Mais d’où tient-on cette idée bizarre, saugrenue, insensée, qu’il y aurait pour chacun plusieurs vies simultanément, et que chacune d’elles devrait être nettement distinguée et séparée des autres ? Vie professionnelle et vie privée, surtout : quoi de plus absurde ? Sait-on une personne au monde qui, retournant à son foyer, cesse, en un éclair ou même à l’issue de quelque transition, tout contact par la pensée avec son travail ? Est-ce seulement souhaitable, une telle discontinuité mentale, une si violente pathologie de la distance, propre à alimenter toutes sortes d’inquiétantes multiplicités de la personnalité ?

Je n’entends pas cette dichotomie merveilleuse qui tient selon moi du proverbe c’est-à-dire de l’impensé le plus éhonté : ma vie privée se prolonge naturellement dans mon travail, les deux ne sont qu’une continuité d’existence, la mienne. Certes, ce qu’on exige de moi professionnellement ne saurait dépasser le cadre spatiotemporel légal alloué à mon métier, pour autant, je suis : j’entends par là qu’il y a en moi une unité, une permanence de ma personnalité en tous lieux et heures. Et je me demande avec suspicion (car cette idée étant à la fois si vague et si férocement entretenue a pour moi tout le caractère du « louche ») pourquoi nombre de gens prétendent segmenter strictement, « compartimenter » comme ils disent, ces deux « vies » : cela procède-t-il chez eux de la revendication d’un droit, d’un « acquis social », par quoi se renouvelle l’occasion et le prétexte, avec la fierté ou le plaisir qu’on devine, d’envoyer paître ses supérieurs ? Ou est-ce une façon de se vanter d’être capables de discernement, eux qui, en général, n’ont pour toute question d’importance aucun jugement sûr ? Ou bien est-ce une manière de tourner en vertu le vice d’être incompétent à faire deux choses à la fois et par conséquent de ne pas pouvoir penser que le soi professionnel est une part d’un même individu qui devrait encore être respectable au travail (cela constituerait alors une commodité de la conscience pour faire oublier notamment, par telle arbitraire distinction, toutes les turpitudes auxquelles nombre de gens se croient obligés dans l’exécution de leur métier) ? Ou bien s’agit-il, comme je le crois surtout, de laisser entendre que le gros de leurs défauts tant visibles sur leur lieu de travail, leur vacuité, leur imbécillité, leur lâcheté et toute cette évidence de compromissions, ne se retrouve pas du tout dans leur foyer, comme si là-bas ils valaient quelque chose dont nous ne pouvons, nous d’ici, rien savoir ni même supposer ?

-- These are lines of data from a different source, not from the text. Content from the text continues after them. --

#[cfg(test)]
mod tests {
    use super::*;
    use std::sync::Mutex;

    use async_trait::async_trait;
    use chrono::{TimeZone, Utc};
    use serde_json::Value;
    use sqlx::postgres::PgPoolOptions;

    use crate::services::identity::fake::FakeIdentity;

    // Organização em memória; `fail_writes` simula a transação falhando
    #[derive(Default)]
    struct FakeMembers {
        profiles: Mutex<Vec<Profile>>,
        roles: Vec<Role>,
        fail_writes: bool,
    }

    impl FakeMembers {
        fn failing_writes(mut self) -> Self {
            self.fail_writes = true;
            self
        }

        fn write_error() -> AppError {
            AppError::UniqueConstraintViolation("E-mail já cadastrado.".into())
        }
    }

    #[async_trait]
    impl MemberStore for FakeMembers {
        async fn find_profile(&self, user_id: Uuid) -> Result<Option<Profile>, AppError> {
            Ok(self.profiles.lock().unwrap().iter().find(|p| p.id == user_id).cloned())
        }

        async fn find_member(&self, tenant_id: Uuid, user_id: Uuid) -> Result<Option<Profile>, AppError> {
            Ok(self
                .profiles
                .lock()
                .unwrap()
                .iter()
                .find(|p| p.id == user_id && p.tenant_id == tenant_id)
                .cloned())
        }

        async fn find_member_by_email(&self, tenant_id: Uuid, email: &str) -> Result<Option<Profile>, AppError> {
            Ok(self
                .profiles
                .lock()
                .unwrap()
                .iter()
                .find(|p| p.tenant_id == tenant_id && p.email.as_deref() == Some(email))
                .cloned())
        }

        async fn find_email_elsewhere(&self, tenant_id: Uuid, email: &str) -> Result<Option<Profile>, AppError> {
            Ok(self
                .profiles
                .lock()
                .unwrap()
                .iter()
                .find(|p| p.tenant_id != tenant_id && p.email.as_deref() == Some(email))
                .cloned())
        }

        async fn find_role(&self, tenant_id: Uuid, name: &str) -> Result<Option<Role>, AppError> {
            Ok(self
                .roles
                .iter()
                .find(|r| r.tenant_id == tenant_id && r.name.eq_ignore_ascii_case(name))
                .cloned())
        }

        async fn list_members(&self, tenant_id: Uuid) -> Result<Vec<TeamMemberRow>, AppError> {
            Ok(self
                .profiles
                .lock()
                .unwrap()
                .iter()
                .filter(|p| p.tenant_id == tenant_id)
                .map(|p| TeamMemberRow {
                    id: p.id,
                    full_name: p.full_name.clone(),
                    email: p.email.clone(),
                    avatar_url: None,
                    role_name: None,
                })
                .collect())
        }

        async fn save_invited_member(
            &self,
            tenant_id: Uuid,
            user_id: Uuid,
            full_name: &str,
            email: &str,
            _role_id: Uuid,
        ) -> Result<Profile, AppError> {
            if self.fail_writes {
                return Err(Self::write_error());
            }
            let profile = profile(user_id, tenant_id, full_name, email);
            let mut profiles = self.profiles.lock().unwrap();
            profiles.retain(|p| p.id != user_id);
            profiles.push(profile.clone());
            Ok(profile)
        }

        async fn update_member(
            &self,
            tenant_id: Uuid,
            user_id: Uuid,
            full_name: &str,
            email: &str,
            _role_id: Uuid,
        ) -> Result<Profile, AppError> {
            if self.fail_writes {
                return Err(Self::write_error());
            }
            let mut profiles = self.profiles.lock().unwrap();
            let existing = profiles
                .iter_mut()
                .find(|p| p.id == user_id && p.tenant_id == tenant_id)
                .ok_or(AppError::TeamMemberNotFound)?;
            existing.full_name = Some(full_name.to_string());
            existing.email = Some(email.to_string());
            Ok(existing.clone())
        }

        async fn remove_member(&self, tenant_id: Uuid, user_id: Uuid) -> Result<(), AppError> {
            self.profiles
                .lock()
                .unwrap()
                .retain(|p| !(p.id == user_id && p.tenant_id == tenant_id));
            Ok(())
        }
    }

    fn profile(id: Uuid, tenant_id: Uuid, name: &str, email: &str) -> Profile {
        Profile {
            id,
            tenant_id,
            full_name: Some(name.to_string()),
            email: Some(email.to_string()),
            avatar_url: None,
            created_at: None,
        }
    }

    fn role(tenant_id: Uuid, name: &str) -> Role {
        Role { id: Uuid::new_v4(), tenant_id, name: name.to_string(), description: None }
    }

    fn service(members: Arc<FakeMembers>, identity: Arc<FakeIdentity>) -> TeamService {
        let pool = PgPoolOptions::new()
            .connect_lazy("postgres://localhost/helpdesk")
            .unwrap();
        TeamService::new(TeamRepository::new(pool), members, identity, None)
    }

    // Administradora da organização A, já com cargo "Agente" cadastrado
    fn tenant_a() -> (Profile, FakeMembers) {
        let tenant = Uuid::new_v4();
        let admin = profile(Uuid::new_v4(), tenant, "Ana", "ana@empresa.com");
        let members = FakeMembers {
            profiles: Mutex::new(vec![admin.clone()]),
            roles: vec![role(tenant, "Agente")],
            fail_writes: false,
        };
        (admin, members)
    }

    fn calls(identity: &FakeIdentity) -> Vec<String> {
        identity.calls.lock().unwrap().clone()
    }

    fn row(id: Uuid, name: &str) -> TeamMemberRow {
        TeamMemberRow {
            id,
            full_name: Some(name.to_string()),
            email: Some(format!("{}@empresa.com", name.to_lowercase())),
            avatar_url: None,
            role_name: Some("Atendente".to_string()),
        }
    }

    fn identity_user(id: Uuid, confirmed: bool) -> IdentityUser {
        let invited = Utc.with_ymd_and_hms(2026, 3, 1, 12, 0, 0).unwrap();
        IdentityUser {
            id,
            email: None,
            invited_at: Some(invited),
            email_confirmed_at: confirmed.then(|| invited + chrono::Duration::hours(2)),
            last_sign_in_at: None,
            user_metadata: Value::Null,
        }
    }

    #[test]
    fn merge_marks_pending_invites_and_keeps_profile_order() {
        let (ana, bruno, carla) = (Uuid::new_v4(), Uuid::new_v4(), Uuid::new_v4());
        let users = vec![identity_user(bruno, true), identity_user(ana, false)];

        let members = merge_members(vec![row(ana, "Ana"), row(bruno, "Bruno"), row(carla, "Carla")], &users);

        assert_eq!(members.len(), 3);
        assert_eq!(members[0].id, ana);
        assert_eq!(members[0].status, MemberStatus::Invited);
        assert!(members[0].invited_at.is_some());
        assert_eq!(members[1].status, MemberStatus::Active);
        assert!(members[1].email_confirmed_at.is_some());
        // Sem registro no provedor: nenhum dado de convite
        assert_eq!(members[2].status, MemberStatus::Active);
        assert!(members[2].invited_at.is_none());
        assert_eq!(members[2].role.as_deref(), Some("Atendente"));
    }

    #[tokio::test]
    async fn cannot_delete_yourself() {
        let (admin, members) = tenant_a();
        let identity = Arc::new(FakeIdentity::default());
        let service = service(Arc::new(members), identity.clone());

        let err = service.delete_user(&admin, admin.id).await.unwrap_err();

        assert!(matches!(err, AppError::SelfDeletion));
        assert!(calls(&identity).is_empty());
    }

    #[tokio::test]
    async fn invite_saves_the_member_in_the_callers_tenant() {
        let (admin, members) = tenant_a();
        let members = Arc::new(members);
        let identity = Arc::new(FakeIdentity::default());
        let service = service(members.clone(), identity.clone());

        let member = service
            .invite_user(&admin, "bruno@empresa.com", "Bruno", "agente")
            .await
            .unwrap();

        assert_eq!(member.status, MemberStatus::Invited);
        assert_eq!(member.role.as_deref(), Some("Agente"));
        let saved = members.find_member(admin.tenant_id, member.id).await.unwrap();
        assert_eq!(saved.unwrap().email.as_deref(), Some("bruno@empresa.com"));
        assert_eq!(calls(&identity), vec!["invite:bruno@empresa.com".to_string()]);
    }

    #[tokio::test]
    async fn failed_save_removes_the_new_user_from_the_provider() {
        let (admin, members) = tenant_a();
        let identity = Arc::new(FakeIdentity::default());
        let service = service(Arc::new(members.failing_writes()), identity.clone());

        let err = service
            .invite_user(&admin, "bruno@empresa.com", "Bruno", "Agente")
            .await
            .unwrap_err();

        assert!(matches!(err, AppError::UniqueConstraintViolation(_)));
        let calls = calls(&identity);
        assert_eq!(calls.len(), 2);
        assert_eq!(calls[0], "invite:bruno@empresa.com");
        assert!(calls[1].starts_with("delete:"));
        assert!(identity.users.lock().unwrap().is_empty());
    }

    #[tokio::test]
    async fn failed_save_on_a_reinvite_keeps_the_existing_user() {
        let (admin, members) = tenant_a();
        let identity = Arc::new(FakeIdentity::default());
        // Convite pendente de antes: usuário no provedor e perfil na mesma organização
        let pending = identity
            .invite_user("bruno@empresa.com", json!({}), None)
            .await
            .unwrap();
        members
            .profiles
            .lock()
            .unwrap()
            .push(profile(pending.id, admin.tenant_id, "Bruno", "bruno@empresa.com"));
        identity.calls.lock().unwrap().clear();
        let service = service(Arc::new(members.failing_writes()), identity.clone());

        let err = service
            .invite_user(&admin, "bruno@empresa.com", "Bruno", "Agente")
            .await
            .unwrap_err();

        assert!(matches!(err, AppError::UniqueConstraintViolation(_)));
        assert_eq!(calls(&identity), vec!["invite:bruno@empresa.com".to_string()]);
        assert_eq!(identity.users.lock().unwrap().len(), 1);
    }

    #[tokio::test]
    async fn invite_of_an_email_from_another_tenant_is_a_conflict() {
        let (admin, members) = tenant_a();
        members
            .profiles
            .lock()
            .unwrap()
            .push(profile(Uuid::new_v4(), Uuid::new_v4(), "Carla", "carla@outra.com"));
        let identity = Arc::new(FakeIdentity::default());
        let service = service(Arc::new(members), identity.clone());

        let err = service
            .invite_user(&admin, "carla@outra.com", "Carla", "Agente")
            .await
            .unwrap_err();

        assert!(matches!(err, AppError::MemberOfAnotherTenant));
        assert!(calls(&identity).is_empty());
    }

    #[tokio::test]
    async fn resend_only_reaches_members_of_the_callers_tenant() {
        let (admin, members) = tenant_a();
        let other_tenant = Uuid::new_v4();
        members.profiles.lock().unwrap().extend([
            profile(Uuid::new_v4(), admin.tenant_id, "Bruno", "bruno@empresa.com"),
            profile(Uuid::new_v4(), other_tenant, "Carla", "carla@outra.com"),
        ]);
        let identity = Arc::new(FakeIdentity::default());
        let service = service(Arc::new(members), identity.clone());

        let unknown = service.resend_invite(&admin, "ninguem@lugar.com").await.unwrap_err();
        let foreign = service.resend_invite(&admin, "carla@outra.com").await.unwrap_err();
        assert!(matches!(unknown, AppError::TeamMemberNotFound));
        assert!(matches!(foreign, AppError::TeamMemberNotFound));
        assert!(calls(&identity).is_empty());

        service.resend_invite(&admin, "bruno@empresa.com").await.unwrap();
        assert_eq!(calls(&identity), vec!["resend:bruno@empresa.com".to_string()]);
    }

    #[tokio::test]
    async fn delete_of_a_member_from_another_tenant_is_404() {
        let (admin, members) = tenant_a();
        let outsider = profile(Uuid::new_v4(), Uuid::new_v4(), "Carla", "carla@outra.com");
        members.profiles.lock().unwrap().push(outsider.clone());
        let members = Arc::new(members);
        let identity = Arc::new(FakeIdentity::default());
        let service = service(members.clone(), identity.clone());

        let err = service.delete_user(&admin, outsider.id).await.unwrap_err();

        assert!(matches!(err, AppError::TeamMemberNotFound));
        assert!(calls(&identity).is_empty());
        assert!(members.find_profile(outsider.id).await.unwrap().is_some());
    }

    #[tokio::test]
    async fn failed_update_restores_the_provider_user() {
        let (admin, members) = tenant_a();
        let bruno = profile(Uuid::new_v4(), admin.tenant_id, "Bruno", "bruno@empresa.com");
        members.profiles.lock().unwrap().push(bruno.clone());
        let identity = Arc::new(FakeIdentity::default());
        let service = service(Arc::new(members.failing_writes()), identity.clone());

        let err = service
            .update_user_details(&admin, bruno.id, "Bruno Lima", "ana@empresa.com", "Agente")
            .await
            .unwrap_err();

        assert!(matches!(err, AppError::UniqueConstraintViolation(_)));
        assert_eq!(
            calls(&identity),
            vec![
                format!("update:{}:ana@empresa.com", bruno.id),
                format!("update:{}:bruno@empresa.com", bruno.id),
            ]
        );
    }
}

La question également de ce qu’on nomme « respect de la vie privée » se prolonge dans le scandale que suscite soi-disant son enfreinte : pourquoi un individu qui regarderait par hasard à la fenêtre de ma maison quand j’y suis torse nu serait-il plus à blâmer qu’un autre qui me découvre également torse nu sur une plage publique ? est-ce qu’il ne me suffisait pas d’y mettre des rideaux ? J’entends bien la différence des usages d’un lieu à l’autre, mais guère celle des droits, pour tout dire (et ce disant je m’aventure, j’en ai conscience, en pente délicate et périlleuse : mais qu’on voit comme je suis bon joueur, ayant la bonté de la signaler à mes détracteurs). On s’étonnera peut-être que je sois chez moi habillé à peu près comme au travail, qu’une vieille veste élégante m’y tienne lieu de pull quand j’ai froid, que je cherche à plaire à ma femme et à mes fils aussi bien qu’à mes collègues… Si je m’adapte à mes interlocuteurs comme tout le monde, je ne change pas radicalement « d’aspect », je ne prétends pas opposer un « artifice » ici et une « nature » là, tandis que beaucoup, si j’ai bien compris, passent un temps considérable à jouer un pur rôle social où ils travaillent, comme par exemple, à ce que j’ai constaté, maints professeurs usent de ce ton et de cette voix typiques de condescendance bienveillante en présence de leurs élèves, ou bien de cette affectation de connivence servile avec Mme ou M. le principal, alternativement et tout à fait comme un mode de conformité.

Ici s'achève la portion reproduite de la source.